Abstracts

Long Term Video-EEG Monitoring of Patients Referred by Refractory Epilepsy in an Epilepsy Unit of a Tertiary Hospital: Clinical Effectiveness and Economic Evaluation

Abstract number : 2.007
Submission category : 3. Neurophysiology / 3A. Video EEG Epilepsy-Monitoring
Year : 2021
Submission ID : 1826082
Source : www.aesnet.org
Presentation date : 12/9/2021 12:00:00 PM
Published date : Nov 22, 2021, 06:51 AM

Authors :
Juan Luis Becerra-Cuñat, MD,PhD - Hospital Germans Trias i Pujol; Jordi Ciurans, MD – Neurology – Hospital Germans Trias; Antoni Dávalos, MD,PhD – Hospital Director, Hospital Germans Trias; Borja Garcia-Lorenzo, PhD – Health assessments – Kronikgune; Laia Grau-López, MD,PhD – Neurology – Hospital Germans Trias; Marta Jimenez, MD – Neurology – Hospital Germans Trias; Rodrigo Rocamora, MD,PhD – Director of Epilepsy Unit, Neurology, Hospital del Mar

Rationale: Long-term video-EEG monitoring (LTVEEG-m) is the test of certainty in the diagnosis of epilepsy. The European Commission recommends one specialized center with LTVEEG-m and epilepsy surgery for every 3,000 patients with refractory epilepsy (RE). In Spain in 2019 there was one center accredited every 10,600 patients with RE. This study aims to analyze the use of LTVEEG-m versus no LTVEEG-m in RE patients in terms of safety, clinical effectiveness, efficiency, and economic feasibility in Spain.

Methods: Between November 2007 and May 2017, information was collected from a prospective cohort referred to LTVEEG-m. The design was a before-after study and a comparison of the variables before and one year after LTVEEG-m was performed. Safety: Medical complications during admission were performed. Clinical effectiveness: Patients were compared regarding the certainty diagnosis after LTVEEG-m. Economic evaluation: A full economic assessment of health outcomes and costs of LTVEEG-m vs. no LTVEEG-m, treatment based exclusively on antiepileptic drugs (ASD) were conducted. The cost-effectiveness analysis was implemented using a decision tree together a Markov model. Quality Adjusted Years of Life (QALY) were used as an effective measure.

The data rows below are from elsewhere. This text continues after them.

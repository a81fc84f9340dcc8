//! Factors of the protein inference model and their message rules.
//!
//! Two factor shapes cover the whole model:
//!
//! - **Table factors** hold a dense conditional probability table over a small
//!   scope (protein priors, peptide evidence, PSM sum-evidence tables).
//! - **Probabilistic adders** constrain an output count variable to equal the
//!   sum of their binary or count inputs. A group is present when the count is
//!   at least one, which makes the adder a probabilistic OR over its members.
//!
//! Messages are computed with the generalized p-norm rule from
//! [`PNorm`]; adders use p-convolution so they never materialize the joint
//! table over all inputs.

use smallvec::SmallVec;

use crate::engine::errors::InferenceError;
use crate::engine::factor_graph::VarIdx;
use crate::engine::pmf::{PNorm, Pmf};

/// A factor node of the factor graph.
#[derive(Debug, Clone)]
pub enum Factor {
    Table(TableFactor),
    Adder(AdderFactor),
}

impl Factor {
    /// Variables this factor depends on, in message-slot order.
    pub fn scope(&self) -> &[VarIdx] {
        match self {
            Factor::Table(table) => &table.scope,
            Factor::Adder(adder) => &adder.scope,
        }
    }

    /// Domain maximum of each scope variable (`0..=max`).
    pub fn domain_maxima(&self) -> SmallVec<[usize; 4]> {
        match self {
            Factor::Table(table) => table.dims.iter().map(|d| d - 1).collect(),
            Factor::Adder(adder) => adder.maxima.clone(),
        }
    }

    /// Computes the message sent to the variable in `slot`.
    ///
    /// `incoming[s]` is the current variable-to-factor message for slot `s`; the
    /// entry at `slot` is ignored.
    pub fn message_to(
        &self,
        slot: usize,
        incoming: &[&Pmf],
        p: PNorm,
    ) -> Result<Pmf, InferenceError> {
        let scope_len = self.scope().len();
        if slot >= scope_len || incoming.len() != scope_len {
            return Err(InferenceError::Internal(format!(
                "factor: slot {} / {} incoming messages for scope of {}",
                slot,
                incoming.len(),
                scope_len
            )));
        }
        match self {
            Factor::Table(table) => table.message_to(slot, incoming, p),
            Factor::Adder(adder) => adder.message_to(slot, incoming, p),
        }
    }
}

/// Dense table over the joint domain of its scope, row-major (last slot fastest).
#[derive(Debug, Clone)]
pub struct TableFactor {
    scope: SmallVec<[VarIdx; 4]>,
    dims: SmallVec<[usize; 4]>,
    table: Vec<f64>,
}

impl TableFactor {
    pub fn new(
        scope: &[VarIdx],
        dims: &[usize],
        table: Vec<f64>,
    ) -> Result<Self, InferenceError> {
        if scope.is_empty() || scope.len() != dims.len() {
            return Err(InferenceError::Structural(format!(
                "table factor: scope of {} variables with {} dimensions",
                scope.len(),
                dims.len()
            )));
        }
        if dims.iter().any(|&d| d == 0) {
            return Err(InferenceError::Structural(
                "table factor: empty dimension".into(),
            ));
        }
        ensure_distinct(scope)?;
        let expected: usize = dims.iter().product();
        if table.len() != expected {
            return Err(InferenceError::Structural(format!(
                "table factor: {} entries for dimensions {:?}",
                table.len(),
                dims
            )));
        }
        if table.iter().any(|v| !v.is_finite() || *v < 0.0) {
            return Err(InferenceError::Numerical(
                "table factor: entries must be finite and non-negative".into(),
            ));
        }
        Ok(Self {
            scope: scope.into(),
            dims: dims.into(),
            table,
        })
    }

    /// Entry for a full assignment of the scope.
    pub fn entry(&self, assignment: &[usize]) -> f64 {
        let mut flat = 0;
        for (value, dim) in assignment.iter().zip(&self.dims) {
            flat = flat * dim + value;
        }
        self.table[flat]
    }

    fn message_to(&self, slot: usize, incoming: &[&Pmf], p: PNorm) -> Result<Pmf, InferenceError> {
        let mut acc = vec![0.0; self.dims[slot]];
        let mut index: SmallVec<[usize; 4]> = SmallVec::from_elem(0, self.dims.len());

        for &weight in &self.table {
            if weight > 0.0 {
                let mut w = weight;
                for (s, &value) in index.iter().enumerate() {
                    if s != slot {
                        w *= incoming[s].probability(value as i64);
                    }
                }
                let target = index[slot];
                acc[target] = p.combine(acc[target], p.lift(w));
            }
            for s in (0..self.dims.len()).rev() {
                index[s] += 1;
                if index[s] < self.dims[s] {
                    break;
                }
                index[s] = 0;
            }
        }

        Pmf::new(0, acc.into_iter().map(|a| p.lower(a)).collect())
    }
}

/// `output = Σ inputs`; scope is the inputs followed by the output.
#[derive(Debug, Clone)]
pub struct AdderFactor {
    scope: SmallVec<[VarIdx; 4]>,
    maxima: SmallVec<[usize; 4]>,
}

impl AdderFactor {
    pub fn new(inputs: &[(VarIdx, usize)], output: (VarIdx, usize)) -> Result<Self, InferenceError> {
        if inputs.is_empty() {
            return Err(InferenceError::Structural(format!(
                "adder factor: output {:?} has no inputs",
                output.0
            )));
        }
        let total: usize = inputs.iter().map(|(_, max)| max).sum();
        if output.1 != total {
            return Err(InferenceError::Structural(format!(
                "adder factor: output domain {} does not match input sum {}",
                output.1, total
            )));
        }
        let mut scope: SmallVec<[VarIdx; 4]> = inputs.iter().map(|(var, _)| *var).collect();
        let mut maxima: SmallVec<[usize; 4]> = inputs.iter().map(|(_, max)| *max).collect();
        scope.push(output.0);
        maxima.push(output.1);
        ensure_distinct(&scope)?;
        Ok(Self { scope, maxima })
    }

    fn output_slot(&self) -> usize {
        self.scope.len() - 1
    }

    fn lifted(&self, slot: usize, message: &Pmf, p: PNorm) -> Vec<f64> {
        (0..=self.maxima[slot])
            .map(|v| p.lift(message.probability(v as i64)))
            .collect()
    }

    fn message_to(&self, slot: usize, incoming: &[&Pmf], p: PNorm) -> Result<Pmf, InferenceError> {
        let output = self.output_slot();

        let mut others = vec![1.0];
        for s in 0..output {
            if s != slot {
                others = convolve(&others, &self.lifted(s, incoming[s], p), p);
            }
        }

        let mut acc = if slot == output {
            others
        } else {
            let out = self.lifted(output, incoming[output], p);
            (0..=self.maxima[slot])
                .map(|value| {
                    others.iter().enumerate().fold(0.0, |acc, (sum, &o)| {
                        match out.get(value + sum) {
                            Some(&y) => p.combine(acc, o * y),
                            None => acc,
                        }
                    })
                })
                .collect()
        };
        acc.resize(self.maxima[slot] + 1, 0.0);

        Pmf::new(0, acc.into_iter().map(|a| p.lower(a)).collect())
    }
}

/// Convolution of lifted masses: `c[i + j] ⊕= a[i] * b[j]`.
fn convolve(a: &[f64], b: &[f64], p: PNorm) -> Vec<f64> {
    let mut out = vec![0.0; a.len() + b.len() - 1];
    for (i, &x) in a.iter().enumerate() {
        if x == 0.0 {
            continue;
        }
        for (j, &y) in b.iter().enumerate() {
            out[i + j] = p.combine(out[i + j], x * y);
        }
    }
    out
}

fn ensure_distinct(scope: &[VarIdx]) -> Result<(), InferenceError> {
    for (i, var) in scope.iter().enumerate() {
        if scope[..i].contains(var) {
            return Err(InferenceError::Structural(format!(
                "factor scope lists variable {:?} twice",
                var
            )));
        }
    }
    Ok(())
}

/// Builds the factors of the protein inference model for one hyperparameter point.
#[derive(Debug, Clone, Copy, PartialEq)]
pub struct ModelFactors {
    /// Probability that a present protein emits a given peptide (α).
    pub pep_emission: f64,
    /// Probability that a peptide is emitted spuriously (β).
    pub pep_spurious_emission: f64,
    /// Prior probability of protein presence (γ).
    pub prot_prior: f64,
    /// Prior probability of a peptide identification being correct.
    pub pep_prior: f64,
}

impl ModelFactors {
    /// Binary prior `[1 - γ, γ]`; `prior` overrides γ for this protein.
    pub fn protein_prior(&self, protein: VarIdx, prior: Option<f64>) -> Result<Factor, InferenceError> {
        let gamma = prior.unwrap_or(self.prot_prior);
        check_probability("protein prior", gamma)?;
        Ok(Factor::Table(TableFactor::new(
            &[protein],
            &[2],
            vec![1.0 - gamma, gamma],
        )?))
    }

    /// Emission table of the search-engine score: `[(1 - s)(1 - π), s π]`.
    pub fn peptide_evidence(&self, psm: VarIdx, score: f64) -> Result<Factor, InferenceError> {
        check_probability("PSM score", score)?;
        Ok(Factor::Table(TableFactor::new(
            &[psm],
            &[2],
            vec![(1.0 - score) * (1.0 - self.pep_prior), score * self.pep_prior],
        )?))
    }

    /// `P(psm | count)` with `P(absent | count = i) = (1 - β)(1 - α)^i`.
    ///
    /// Rows cover the count variable's domain `0..=count_max`. A peptide with
    /// `nr_evidences` known parent proteins cannot be generated by more of
    /// them, so rows above `nr_evidences` carry no mass; zero evidences means
    /// the count is unrestricted.
    pub fn sum_evidence(
        &self,
        count: VarIdx,
        count_max: usize,
        psm: VarIdx,
        nr_evidences: usize,
    ) -> Result<Factor, InferenceError> {
        let mut table = Vec::with_capacity(2 * (count_max + 1));
        for i in 0..=count_max {
            if nr_evidences > 0 && i > nr_evidences {
                table.extend([0.0, 0.0]);
                continue;
            }
            let absent = self.not_conditional_given_sum(i);
            table.push(absent);
            table.push(1.0 - absent);
        }
        Ok(Factor::Table(TableFactor::new(
            &[count, psm],
            &[count_max + 1, 2],
            table,
        )?))
    }

    /// Probabilistic OR of the inputs, expressed as an adder onto a count variable.
    pub fn probabilistic_adder(
        &self,
        inputs: &[(VarIdx, usize)],
        output: (VarIdx, usize),
    ) -> Result<Factor, InferenceError> {
        Ok(Factor::Adder(AdderFactor::new(inputs, output)?))
    }

    fn not_conditional_given_sum(&self, sum: usize) -> f64 {
        (1.0 - self.pep_spurious_emission) * (1.0 - self.pep_emission).powi(sum as i32)
    }
}

fn check_probability(what: &str, value: f64) -> Result<(), InferenceError> {
    if value.is_finite() && (0.0..=1.0).contains(&value) {
        Ok(())
    } else {
        Err(InferenceError::Structural(format!(
            "{} must be a probability in [0, 1], got {}",
            what, value
        )))
    }
}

Results: 278 patients with one-year follow-up were included. Safety: The rate of medical complications was 7.2%. A higher likelihood of complications was observed in patients with a higher number of seizures (OR 1.04; 95% CI: 1.02–1.06, 0.002), with five or more seizures with an area under the curve (AUC) of 0.76 p-0.04 and with two or more tonic-clonic seizures with AUC of 0.77, p-0.02. Effectiveness: After LTVEEG-m a diagnostic change (46.9%) and a therapeutic change (59.4%) was determined. The group with a change in diagnosis showed a further reduction in seizure frequency (p- 0.03), in number of ASD ( p-0.001) and a greater improvement in quality of life (p-0.006) at one year compared to the group without changes. Efficiency: LTVEEG-m vs. no LTVEEG-m group, present an estimate average incremental cost of 17,472 Euros per patient and an incremental effectiveness of 8 QALY, generating a cost effectiveness ratio (ICER) of 2,175 Euros per QALY, lower than the cost effectiveness threshold (CE threshold) of 20,000 Euros per QALY in Spain. The sensitivity analysis offered robustness to the ICER. The probability that LTVEEG-m is a CE technology against no LTVEEG-m, according to the CE threshold in Spain, was 100%.

Conclusions: LTVEEG-m is a safe, effective and efficient health technology compared to no LTVEEG-m. Its financing and implementation is recommended. This is a pioneering study in Europe, whose scalability allows its results to be considered in economies similar to the Spanish one.

Funding: Please list any funding that was received in support of this abstract.: No funding was received for this study.